Cost of Loan Capital and Capital Asset Acquisition in Nigeria: Implications on Organisational Profitability
Abstract
This paper discusses the extent to which cost of loan capital (measured in terms of interest charges) moderates the influence of capital asset on organisational profitability from the perspective of construction companies quoted on the Nigerian Stock Exchange. Data are collected through questionnaire. Analyses were performed using descriptive statistics, Pearson’s product moment co-efficient of correlation and multiple regression analysis. From the findings, capital asset as a resource significantly accounted for changes in organisational profitability measured in terms of net profit by 34.81%. The emergence of cost of loan capital (as a moderating variable) introducing borrowed funds improved the explanatory power to 38.1%. However, an evaluation of the individual regression coefficients indicate that cost of loan capital has the least contribution per naira of net profit, apparently, due to the fact that interest charges reduce net profit.
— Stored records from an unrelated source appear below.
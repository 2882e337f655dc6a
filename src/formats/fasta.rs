//! FASTA reader and writer.
//!
//! Supports both single-line and multi-line sequences.
//!
//! ## FASTA Format
//!
//! ```text
//! >sequence_identifier optional description
//! ACGTACGTACGT...
//! >another_sequence
//! TGCATGCATGCA...
//! ```
//!
//! The whole header line is the taxon name; whitespace inside it becomes `_`.

use std::io::{self, Write};

use thiserror::Error;

use super::RawAlignment;
use crate::model::Alignment;

/// Errors that can occur during FASTA parsing.
#[derive(Error, Debug)]
pub enum FastaError {
    #[error("Empty FASTA file")]
    EmptyFile,

    #[error("Invalid FASTA format: {0}")]
    InvalidFormat(String),

    #[error("Sequence without header at line {0}")]
    SequenceWithoutHeader(usize),
}

/// Result type for FASTA operations.
pub type FastaResult<T> = Result<T, FastaError>;

/// Parses FASTA content from a string.
///
/// Sequence lines are trimmed and appended verbatim until the next header.
/// The locus length is the length of the first sequence.
pub fn parse_fasta_str(content: &str) -> FastaResult<RawAlignment> {
    let mut rows: Vec<(String, String)> = Vec::new();
    let mut current: Option<(String, String)> = None;

    for (idx, line) in content.lines().enumerate() {
        let line = line.trim();

        // Skip empty lines
        if line.is_empty() {
            continue;
        }

        if let Some(header) = line.strip_prefix('>') {
            // Save previous sequence if exists
            if let Some(row) = current.take() {
                rows.push(row);
            }

            let id: String = header
                .trim()
                .chars()
                .map(|c| if c.is_whitespace() { '_' } else { c })
                .collect();

            if id.is_empty() {
                return Err(FastaError::InvalidFormat(format!(
                    "Empty sequence identifier at line {}",
                    idx + 1
                )));
            }
            current = Some((id, String::new()));
        } else {
            match current.as_mut() {
                Some((_, seq)) => seq.push_str(line),
                None => return Err(FastaError::SequenceWithoutHeader(idx + 1)),
            }
        }
    }

    // Don't forget the last sequence
    if let Some(row) = current {
        rows.push(row);
    }

    if rows.is_empty() {
        return Err(FastaError::EmptyFile);
    }

    Ok(RawAlignment {
        rows,
        locus_length: None,
        model: Vec::new(),
    })
}

/// Writes the alignment as FASTA, one unwrapped sequence per taxon.
pub fn write_fasta<W: Write + ?Sized>(alignment: &Alignment, out: &mut W) -> io::Result<()> {
    for seq in &alignment.sequences {
        writeln!(out, ">{}", seq.id)?;
        writeln!(out, "{}", seq.data)?;
    }
    Ok(())
}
Against the thinking of some scholars, borrowed funds which attract costs in the context of interest charges enhance cashflow for investment in capital assets and improvement of organisational profitability. In sourcing for funds to improve profitability, the impact of cost of loan capital in its individual capacity should be considered.
Key words: Cost of loan capital, capital asset, profitability, construction, Nigerian Stock Exchange, Nigeria.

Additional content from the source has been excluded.